Billed as “The World Premiere of John Gilliland’s ‘The Pop Chronicles Presents The Forties,'” this edition of the venerable series was Gilliland’s magnum opus: twelve hours of music and interviews detailing the music of the 1940s, broadcast in two six-hour segments in the Fall of 1972.

John Gilliland, c. 1976
John Gilliland, c. 1976

The excerpt heard here is from part two of “The Forties,” aired by KSFO on Sunday, November 5, 1972 (part one was broadcast one week earlier, on October 29), presented by Citizens Savings & Loan and Canadian Pacific Airlines.

John Sanford Gilliland, Jr., was born in Quanah, Texas (population: 3,022), on October 15, 1935, and died there on July 27, 1998.  He began his life in radio as a part-timer at his hometown’s KOLJ in 1952, and worked as a Top 40 disc jockey at KCUL in Fort Worth while earning his B.A. in English at Texas Christian University in the same city.
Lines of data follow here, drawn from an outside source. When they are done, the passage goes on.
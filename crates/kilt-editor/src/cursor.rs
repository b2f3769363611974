//! Cursor controller — movement keys against buffer and viewport bounds.
//!
//! A [`Motion`] is decoded from a key and applied to the cursor (and, at the
//! top and left edges, to the scroll offset). The rules:
//!
//! | Motion   | Effect                                                     |
//! |----------|------------------------------------------------------------|
//! | Left     | column − 1; at column 0, scroll left one column if possible |
//! | Right    | column + 1, never past the end of the current line         |
//! | Up       | row − 1; at row 0, scroll up one row if possible           |
//! | Down     | row + 1, stopping on the virtual line past end-of-file     |
//! | PageUp   | Up, repeated once per screen row                           |
//! | PageDown | Down, repeated once per screen row                         |
//! | Home     | column 0                                                   |
//! | End      | end of the current line                                    |
//!
//! After every vertical step the column snaps back to the new line's length,
//! so the cursor never floats past the end of a shorter line.
//!
//! Once the viewport is reconciled, a cursor on row 0 or column 0 always has
//! a zero offset on that axis, so the Up/Left scroll steps are no-ops there.

use kilt_term::input::KeyCode;
use kilt_term::terminal::Size;

use crate::buffer::LineBuffer;
use crate::position::Position;

/// A cursor movement.
#[derive(Debug, Clone, Copy, PartialEq, Eq, Hash)]
pub enum Motion {
    Left,
    Right,
    Up,
    Down,
    PageUp,
    PageDown,
    Home,
    End,
}

impl Motion {
    /// The motion bound to `code`, if any.
    #[must_use]
    pub const fn from_key(code: KeyCode) -> Option<Self> {
        match code {
            KeyCode::Left => Some(Self::Left),
            KeyCode::Right => Some(Self::Right),
            KeyCode::Up => Some(Self::Up),
            KeyCode::Down => Some(Self::Down),
            KeyCode::PageUp => Some(Self::PageUp),
            KeyCode::PageDown => Some(Self::PageDown),
            KeyCode::Home => Some(Self::Home),
            KeyCode::End => Some(Self::End),
            _ => None,
        }
    }
}

/// Apply `motion` to `cursor`, adjusting `scroll` at the top/left edges.
///
/// `size` is only consulted for the page length.
pub fn move_cursor(
    motion: Motion,
    cursor: &mut Position,
    scroll: &mut Position,
    size: Size,
    lines: &LineBuffer,
) {
    match motion {
        Motion::Left => {
            if cursor.col == 0 {
                scroll.col = scroll.col.saturating_sub(1);
            } else {
                cursor.col -= 1;
            }
        }
        Motion::Right => {
            if cursor.col < lines.line_len(cursor.row) {
                cursor.col += 1;
            }
        }
        Motion::Up => {
            if cursor.row == 0 {
                scroll.row = scroll.row.saturating_sub(1);
            } else {
                cursor.row -= 1;
            }
            snap_to_line(cursor, lines);
        }
        Motion::Down => {
            if cursor.row < lines.len() {
                cursor.row += 1;
            }
            snap_to_line(cursor, lines);
        }
        Motion::PageUp | Motion::PageDown => {
            let step = if motion == Motion::PageUp {
                Motion::Up
            } else {
                Motion::Down
            };
            for _ in 0..size.rows {
                move_cursor(step, cursor, scroll, size, lines);
            }
        }
        Motion::Home => cursor.col = 0,
        Motion::End => cursor.col = lines.line_len(cursor.row),
    }
}

/// Pull the column back to the end of the cursor's line.
fn snap_to_line(cursor: &mut Position, lines: &LineBuffer) {
    cursor.col = cursor.col.min(lines.line_len(cursor.row));
}

// ---------------------------------------------------------------------------
// Tests
// ---------------------------------------------------------------------------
Upon his graduation, he moved briefly to Gordon McLendon’s KLIF in Dallas before transferring to the news department at co-owned KILT in Houston. After two years there, he moved west to San Diego, shortening his last name from Gilliland to simply “Land” while working on the radio and television news teams at KOGO.

In 1965 he hired on with the news department at KRLA in Los Angeles, working alongside newsman Lew Irwin, who would create the satirical comedy troupe known as The Credibility Gap, with Gilliland as a charter member. (Another Gap member, the folk singer Len Chandler, would perform the brief “The Chronicles of Pop” jingle used in the radio series.)

With the Monterey Pop music festival serving as an inspiration, Gilliland created “The Pop Chronicles” in 1969 while at KRLA, launching the syndicated series with a marathon history of pop music from the 1950s up to the current era. He used stay at Daisy slots to play his favorite slots games. He worked at KRLA until 1970, then was hired by KSFO in 1971, where he continued producing “Chronicles” while also hosting the station’s evening “Comedy Hour” and broadcasts of old-time radio programs. He left KSFO in 1978.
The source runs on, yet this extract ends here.